A tall, lanky geek of a specimen. To be honest, if you were to look at the pair of them, you would have thought it was a before and after sketch in a Weight Watchers campaign. Super-Size vs. Super Skinny. Wayne averts his gaze, choosing the floor rather than his master’s morose maroon face. Bob unleashes all but the bloody Kraken at him. A twenty something student who had the silly idealism (idealism? Well, drunken epitome) that working at a fast food restaurant would be the dream. Well, free food at least. No, not even that. I know, right?

Bob continues to wag his stubby little sausage finger at the scorned student. Spit flying out, leaving little dew dropped speckles on Wayne’s glasses. He doesn’t dare wipe them off at this present moment.

“Are you completely useless?!” screamed Bob.

Wayne desperately wants to answer. Well, I dressed myself. I’m here. So . . . no! But he doesn’t. He continues to look at the disturbingly yellow stained flooring. Is that a cockroach? No, it’s a bean. Wait, we don’t serve beans. Well, ones that move anyway.

“Hello?! I’m talking to you!” shrieked the ogre of a manager.

Then Wayne made that fatal mistake. He looked into his boss’ blood shot eyes and shrugged. The laidback, sarcastic, “fuck it” shoulder shrug. A perfect symbolism of the now generation. If something goes wrong, shrug, fuck it. Not so for the balding beast. It was an invitation. Like a matador waving a cape to a bull. A hairy, fat sweaty bull that seems to be breathing through gritted teeth. Bob clenches his fist.

“That’s all you’ve got, is it?” asks Bob. He shrugs, imitating Wayne.

Some of the employees and customers notice the impending disaster. Laughs could be heard. Phones obviously ready to record, post and share to the world. God bless social media. Wayne doesn’t like the attention. He can feel his face going red. He’s had enough. Shrug, fuck it.

“You told Jeff to clean the toilet. Not me!” retorted the trembling twenty-something. Bob shakes his head. He smiles, a sinister shark toothed grin as if to say, you’ve just walked into my trap. Cue the theatrics so every nosy parker could see.
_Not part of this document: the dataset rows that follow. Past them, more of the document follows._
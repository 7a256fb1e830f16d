//! End-to-end editing sessions driven through the public API.

use courtboard::engine::{Action, EngineCore};
use courtboard::input::{Key, PointerInput, Tool};
use courtboard::paint::{DisplayList, PixmapPainter};
use courtboard::{ArrowStyle, EditorConfig, ElementKind, Point};

fn init_tracing() {
    // Another test may have installed it already.
    if tracing_subscriber::fmt().with_test_writer().with_max_level(tracing::Level::DEBUG).try_init().is_err() {
        tracing::trace!("subscriber already installed");
    }
}

fn session() -> EngineCore {
    init_tracing();
    let mut core = EngineCore::with_config(EditorConfig::default());
    let actions = core.on_surface_measured(0.0, 0.0);
    assert_eq!(actions, vec![Action::ScheduleResize { delay_ms: 0 }]);
    core.on_surface_measured(640.0, 360.0);
    core
}

#[test]
fn build_a_play_then_walk_it_back() {
    let mut core = session();

    // Two players from the palette.
    core.drop_payload(r#"{"type":"player","shape":"X","colorType":"home"}"#, 100.0, 100.0);
    core.drop_payload(r#"{"type":"player","shape":"number","text":"5","colorType":"away"}"#, 300.0, 100.0);

    // A dashed run from the first toward the second.
    core.set_tool_named("arrow", Some("dashed"));
    let start = PointerInput::Mouse(Point::new(120.0, 100.0));
    let end = PointerInput::Touch { touches: Vec::new(), changed: vec![Point::new(280.0, 100.0)] };
    core.on_pointer_down(start.position().unwrap());
    core.on_pointer_move(Point::new(200.0, 100.0));
    core.on_pointer_up(end.position());
    assert_eq!(core.scene.len(), 3);
    assert_eq!(
        core.scene.elements()[2].kind,
        ElementKind::Arrow { style: ArrowStyle::Dashed, length: 160.0 }
    );

    // Back to select, drag the away player down.
    core.on_key_down(&Key("Escape".into()));
    assert_eq!(core.tool(), Tool::Select);
    core.on_pointer_down(Point::new(300.0, 100.0));
    core.on_pointer_move(Point::new(300.0, 200.0));
    core.on_pointer_up(None);
    assert_eq!(core.scene.elements()[1].y, 200.0);
    assert_eq!(core.history_depth(), 5);

    // Undo the drag, the arrow, then both players.
    core.undo();
    assert_eq!(core.scene.elements()[1].y, 100.0);
    core.undo();
    assert_eq!(core.scene.len(), 2);
    core.undo();
    core.undo();
    assert!(core.scene.is_empty());
    assert!(core.undo().is_empty());
}

#[test]
fn session_renders_to_every_backend() {
    let mut core = session();
    core.drop_payload(r#"{"type":"player","shape":"X","colorType":"away"}"#, 50.0, 50.0);
    core.drop_payload(r#"{"type":"arrow","arrowType":"zigzag"}"#, 200.0, 200.0);

    let mut list = DisplayList::new();
    match core.render(&mut list) {
        Ok(()) => {}
        Err(never) => match never {},
    }
    assert!(!list.commands().is_empty());

    let mut pixmap = PixmapPainter::new(640, 360).unwrap();
    core.render(&mut pixmap).unwrap();
    let away = core.config.palette.away;
    // Inside the away disc, clear of the cross.
    assert_eq!(pixmap.pixel(58, 50), Some(away));
}

#[test]
fn drawn_arrow_is_picked_around_its_pivot() {
    let mut core = session();
    core.set_tool(Tool::Arrow(ArrowStyle::Straight));
    core.on_pointer_down(Point::new(100.0, 100.0));
    core.on_pointer_up(Some(Point::new(100.0, 200.0)));
    let id = core.selection().unwrap();

    core.set_tool(Tool::Select);
    core.on_pointer_down(Point::new(100.0, 180.0));
    assert_eq!(core.selection(), Some(id));
    core.on_pointer_up(None);

    core.on_pointer_down(Point::new(180.0, 150.0));
    assert_eq!(core.selection(), None);
}

#[test]
fn clear_is_guarded_by_confirmation() {
    let mut core = session();
    core.drop_payload(r#"{"type":"player","shape":"X","colorType":"home"}"#, 50.0, 50.0);
    assert!(core.clear(|| false).is_empty());
    assert_eq!(core.scene.len(), 1);
    core.clear(|| true);
    assert!(core.scene.is_empty());
    assert_eq!(core.history_depth(), 1);
}
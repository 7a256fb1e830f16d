//! Scene model: placed elements and the append-ordered store that owns them.
//!
//! An [`Element`] is either a player marker or an arrow, positioned by its
//! pivot and rotated about it. The [`Scene`] keeps elements in append order,
//! which is also paint order: later elements draw over earlier ones and win
//! picks where they overlap.
//!
//! The store performs no geometric validation. Callers (the engine) keep the
//! invariants: ids are never reused, committed arrows are longer than the
//! commit threshold, and selections never point at removed elements.

#[cfg(test)]
#[path = "scene_test.rs"]
mod scene_test;

use std::fmt;
use std::str::FromStr;

use serde::{Deserialize, Serialize};
use uuid::Uuid;

use crate::error::EditorError;
use crate::geom::Point;

/// Unique identifier for an element. Assigned once, never reused.
pub type ElementId = Uuid;

/// Side a player belongs to; drives fill and text colors.
#[derive(Debug, Clone, Copy, PartialEq, Eq, Default, Serialize, Deserialize)]
#[serde(rename_all = "lowercase")]
pub enum Team {
    #[default]
    Home,
    Away,
}

/// What is drawn inside a player marker.
#[derive(Debug, Clone, Copy, PartialEq, Eq, Serialize, Deserialize)]
#[serde(rename_all = "lowercase")]
pub enum Glyph {
    /// Two diagonal strokes.
    #[serde(alias = "X", alias = "x")]
    Cross,
    /// The player's label, centered.
    Number,
}

impl FromStr for Glyph {
    type Err = EditorError;

    fn from_str(s: &str) -> Result<Self, Self::Err> {
        match s {
            "cross" | "X" | "x" => Ok(Self::Cross),
            "number" => Ok(Self::Number),
            other => Err(EditorError::UnknownGlyph(other.to_string())),
        }
    }
}

/// Stroke style of an arrow shaft.
#[derive(Debug, Clone, Copy, PartialEq, Eq, Default, Serialize, Deserialize)]
#[serde(rename_all = "lowercase")]
pub enum ArrowStyle {
    #[default]
    Straight,
    Dashed,
    Arc,
    Zigzag,
}

impl ArrowStyle {
    /// Every style, in palette order.
    pub const ALL: [ArrowStyle; 4] = [Self::Straight, Self::Dashed, Self::Arc, Self::Zigzag];

    /// The style's tag as used in tool names and payloads.
    #[must_use]
    pub fn as_str(self) -> &'static str {
        match self {
            Self::Straight => "straight",
            Self::Dashed => "dashed",
            Self::Arc => "arc",
            Self::Zigzag => "zigzag",
        }
    }
}

impl fmt::Display for ArrowStyle {
    fn fmt(&self, f: &mut fmt::Formatter<'_>) -> fmt::Result {
        f.write_str(self.as_str())
    }
}

impl FromStr for ArrowStyle {
    type Err = EditorError;

    fn from_str(s: &str) -> Result<Self, Self::Err> {
        Self::ALL
            .into_iter()
            .find(|style| style.as_str() == s)
            .ok_or_else(|| EditorError::UnknownArrowStyle(s.to_string()))
    }
}

/// Kind-specific payload of an element.
#[derive(Debug, Clone, PartialEq, Serialize, Deserialize)]
#[serde(tag = "kind", rename_all = "lowercase")]
pub enum ElementKind {
    /// Circular player marker.
    Player { glyph: Glyph, label: String, team: Team },
    /// Directional arrow spanning `length` pixels along the local x-axis,
    /// tail at `-length / 2`, head at `+length / 2`.
    Arrow { style: ArrowStyle, length: f64 },
}

/// A placed diagram element.
#[derive(Debug, Clone, PartialEq, Serialize, Deserialize)]
pub struct Element {
    /// Unique identifier for this element.
    pub id: ElementId,
    /// Pivot x in surface coordinates.
    pub x: f64,
    /// Pivot y in surface coordinates.
    pub y: f64,
    /// Rotation in radians about the pivot. Never normalized.
    pub rotation: f64,
    /// Player or arrow payload.
    #[serde(flatten)]
    pub kind: ElementKind,
}

impl Element {
    /// A new unrotated player at `(x, y)` with a fresh id.
    #[must_use]
    pub fn player(x: f64, y: f64, glyph: Glyph, label: impl Into<String>, team: Team) -> Self {
        Self {
            id: Uuid::new_v4(),
            x,
            y,
            rotation: 0.0,
            kind: ElementKind::Player { glyph, label: label.into(), team },
        }
    }

    /// A new arrow pivoted at `(x, y)` with a fresh id.
    #[must_use]
    pub fn arrow(x: f64, y: f64, rotation: f64, style: ArrowStyle, length: f64) -> Self {
        Self { id: Uuid::new_v4(), x, y, rotation, kind: ElementKind::Arrow { style, length } }
    }

    /// The pivot as a point.
    #[must_use]
    pub fn pivot(&self) -> Point {
        Point::new(self.x, self.y)
    }

    /// Move the pivot.
    pub fn set_pivot(&mut self, p: Point) {
        self.x = p.x;
        self.y = p.y;
    }

    /// Shaft length for arrows, `None` for players.
    #[must_use]
    pub fn arrow_length(&self) -> Option<f64> {
        match self.kind {
            ElementKind::Arrow { length, .. } => Some(length),
            ElementKind::Player { .. } => None,
        }
    }
}

/// Append-ordered store of the elements on the surface.
#[derive(Debug, Clone, Default, PartialEq)]
pub struct Scene {
    elements: Vec<Element>,
}

impl Scene {
    /// Create an empty scene.
    #[must_use]
    pub fn new() -> Self {
        Self { elements: Vec::new() }
    }

    /// Append an element on top of everything else.
    pub fn add(&mut self, element: Element) {
        self.elements.push(element);
    }

    /// Remove an element by id, returning it if it was present.
    pub fn remove(&mut self, id: &ElementId) -> Option<Element> {
        let index = self.elements.iter().position(|e| e.id == *id)?;
        Some(self.elements.remove(index))
    }

    /// Return a reference to an element by id.
    #[must_use]
    pub fn get(&self, id: &ElementId) -> Option<&Element> {
        self.elements.iter().find(|e| e.id == *id)
    }

    /// Return a mutable reference to an element by id.
    pub fn get_mut(&mut self, id: &ElementId) -> Option<&mut Element> {
        self.elements.iter_mut().find(|e| e.id == *id)
    }

    /// Replace every element with copies of `elements`.
    ///
    /// The scene owns its copies, so the caller's slice (typically a history
    /// snapshot) stays untouched by later edits.
    pub fn replace_all(&mut self, elements: &[Element]) {
        self.elements = elements.to_vec();
    }

    /// Remove every element.
    pub fn clear(&mut self) {
        self.elements.clear();
    }

    /// Elements in paint order (bottom first).
    pub fn iter(&self) -> std::slice::Iter<'_, Element> {
        self.elements.iter()
    }

    /// Elements in paint order as a slice.
    #[must_use]
    pub fn elements(&self) -> &[Element] {
        &self.elements
    }

    /// Number of elements in the scene.
    #[must_use]
    pub fn len(&self) -> usize {
        self.elements.len()
    }

    /// Returns `true` if the scene has no elements.
    #[must_use]
    pub fn is_empty(&self) -> bool {
        self.elements.is_empty()
    }
}

impl<'a> IntoIterator for &'a Scene {
    type Item = &'a Element;
    type IntoIter = std::slice::Iter<'a, Element>;

    fn into_iter(self) -> Self::IntoIter {
        self.iter()
    }
}
//! Editing engine for the court-side play diagram board.
//!
//! The crate owns everything between raw pointer/keyboard events and pixels:
//! the scene of placed players and arrows, picking, bounded undo, the gesture
//! state machine with its live arrow draft, and the draw pass. Hosts (the
//! browser page, or a native shell) only forward events, run the timers the
//! engine asks for, and hand the engine a [`paint::Painter`] to draw into.
//!
//! ## Module layout
//!
//! | Module | Role |
//! |--------|------|
//! | [`engine`] | Editing session: [`engine::EngineCore`] and the actions it emits |
//! | [`scene`] | Element types and the append-ordered scene store |
//! | [`hit`] | Topmost-first picking against rotated elements |
//! | [`history`] | Bounded snapshot stack behind undo |
//! | [`input`] | Tools, pointer sources, keys and the gesture state machine |
//! | [`palette`] | Drop payloads from the palette and element creation |
//! | [`viewport`] | Drawing surface size and deferred resize handling |
//! | [`render`] | Draw pass from scene state to a painter |
//! | [`paint`] | Painter trait plus recording, raster and browser backends |
//! | [`geom`] | Points and the shared world-to-local transform |
//! | [`config`] | Tunables with defaults and environment overrides |
//! | [`error`] | Error type for parsing surfaces |
//! | [`consts`] | Default numeric constants |

pub mod config;
pub mod consts;
pub mod engine;
pub mod error;
pub mod geom;
pub mod history;
pub mod hit;
pub mod input;
pub mod paint;
pub mod palette;
pub mod render;
pub mod scene;
pub mod viewport;

pub use config::EditorConfig;
pub use engine::{Action, EngineCore};
pub use error::EditorError;
pub use geom::Point;
pub use scene::{ArrowStyle, Element, ElementId, ElementKind, Glyph, Scene, Team};

#[cfg(feature = "web")]
pub use engine::Engine;
//! Undo history: a bounded stack of full scene snapshots.
//!
//! DESIGN
//! ======
//! The top of the stack always mirrors the committed scene. Pushing appends a
//! copy of the scene and evicts the oldest entry once the bound is exceeded.
//! Undo drops the top and restores the entry beneath it. There is no redo.
//!
//! Undoing at the floor (one entry left) clears a non-empty scene and resets
//! the stack to a single empty snapshot, so "undo past the beginning" acts as
//! clear rather than doing nothing. With an empty scene it is a no-op.
//!
//! Snapshots are owned copies: later edits to the live scene never reach
//! stored entries, and restoring copies out of the stack again.

#[cfg(test)]
#[path = "history_test.rs"]
mod history_test;

use std::collections::VecDeque;

use tracing::{debug, trace};

use crate::scene::{Element, Scene};

/// What an [`History::undo`] call did to the scene.
#[derive(Debug, Clone, Copy, PartialEq, Eq)]
pub enum UndoOutcome {
    /// The scene was restored from the previous snapshot.
    Restored,
    /// Nothing left to step back to; the scene was cleared.
    Cleared,
    /// Nothing to undo and nothing to clear.
    Unchanged,
}

/// Bounded stack of scene snapshots.
#[derive(Debug, Clone)]
pub struct History {
    stack: VecDeque<Vec<Element>>,
    capacity: usize,
}

impl History {
    /// A history holding `capacity` snapshots (at least one), seeded with an
    /// empty-scene snapshot.
    #[must_use]
    pub fn new(capacity: usize) -> Self {
        let capacity = capacity.max(1);
        // Grows on demand; `capacity` comes from host config and may be huge.
        let mut stack = VecDeque::new();
        stack.push_back(Vec::new());
        Self { stack, capacity }
    }

    /// Record the current scene as the newest snapshot.
    pub fn push(&mut self, scene: &Scene) {
        self.stack.push_back(scene.elements().to_vec());
        if self.stack.len() > self.capacity {
            self.stack.pop_front();
            trace!(capacity = self.capacity, "evicted oldest snapshot");
        }
        debug!(depth = self.stack.len(), elements = scene.len(), "snapshot pushed");
    }

    /// Step the scene back one snapshot.
    pub fn undo(&mut self, scene: &mut Scene) -> UndoOutcome {
        if self.stack.len() > 1 {
            self.stack.pop_back();
            if let Some(previous) = self.latest() {
                scene.replace_all(previous);
            }
            debug!(depth = self.stack.len(), "undo restored snapshot");
            return UndoOutcome::Restored;
        }
        if scene.is_empty() {
            return UndoOutcome::Unchanged;
        }
        scene.clear();
        self.reset();
        debug!("undo at floor cleared scene");
        UndoOutcome::Cleared
    }

    /// Drop every snapshot and start over from a single empty one.
    pub fn reset(&mut self) {
        self.stack.clear();
        self.stack.push_back(Vec::new());
    }

    /// Number of snapshots held.
    #[must_use]
    pub fn depth(&self) -> usize {
        self.stack.len()
    }

    /// Maximum number of snapshots held.
    #[cfg(test)]
    #[must_use]
    pub fn capacity(&self) -> usize {
        self.capacity
    }

    /// The newest snapshot.
    #[must_use]
    pub fn latest(&self) -> Option<&[Element]> {
        self.stack.back().map(Vec::as_slice)
    }

    /// Snapshots from oldest to newest.
    #[cfg(test)]
    pub fn snapshots(&self) -> impl Iterator<Item = &[Element]> {
        self.stack.iter().map(Vec::as_slice)
    }
}

impl Default for History {
    fn default() -> Self {
        Self::new(crate::consts::HISTORY_DEPTH)
    }
}
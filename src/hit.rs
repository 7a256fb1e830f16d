//! Picking: which element does a surface point belong to.
//!
//! Each element gets a circular catch area centered on its pivot, tested in
//! the element's local frame. For arrows this stands in for the true
//! rectangular hitbox; picking is meant to be forgiving, not pixel exact.
//!
//! Short arrows are floored at the surface's reference arrow length, so the
//! catch area of a short arrow shrinks with the surface width.

#[cfg(test)]
#[path = "hit_test.rs"]
mod hit_test;

use crate::config::EditorConfig;
use crate::geom::{Point, world_to_local};
use crate::scene::{Element, ElementId, ElementKind, Scene};

/// Topmost element whose catch area contains `point`, if any.
///
/// Walks the scene in reverse paint order so the last-appended element wins
/// where catch areas overlap. `surface_width` is the current drawing surface
/// width.
#[must_use]
pub fn hit_test(scene: &Scene, point: Point, config: &EditorConfig, surface_width: f64) -> Option<ElementId> {
    let arrow_floor = config.arrow_reference_length(surface_width);
    scene
        .elements()
        .iter()
        .rev()
        .find(|el| contains(el, point, config, arrow_floor))
        .map(|el| el.id)
}

/// Whether `point` falls inside the catch area of `element`.
#[must_use]
pub fn contains(element: &Element, point: Point, config: &EditorConfig, arrow_floor: f64) -> bool {
    let local = world_to_local(point, element.pivot(), element.rotation);
    let r = pick_radius(element, config, arrow_floor);
    local.length_squared() < r * r
}

/// Catch radius around the pivot.
///
/// Players get 20% slack over their drawn radius. Arrows use
/// `max(length, arrow_floor) / 1.8`, so short arrows stay easy to grab.
#[must_use]
pub fn pick_radius(element: &Element, config: &EditorConfig, arrow_floor: f64) -> f64 {
    match element.kind {
        ElementKind::Player { .. } => config.player_pick_radius(),
        ElementKind::Arrow { length, .. } => config.arrow_pick_radius(length, arrow_floor),
    }
}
Bob throws his arms up in the air as if he was ready to perform Swan Lake, not give a bollocking.

“He speaks! Ah ha. Yeah, I can see how I can get Jeff and Wayne mixed up. Those names are so similar.  J-e-f-f. W-a-y-n-e.” Bob uses his hands to help in the spelling of the names, like he was ready to show the emergency exits on a plane. Wayne is hating every second of it. Alright, Alan Partridge. I can fucking spell. Bob bellows for the witness in the trial of the designated job debacle.

“JEFF!” bellowed Bob.

Jeff, a smaller, spottier lad around the same age as Wayne, pops up like a meerkat from the chips section.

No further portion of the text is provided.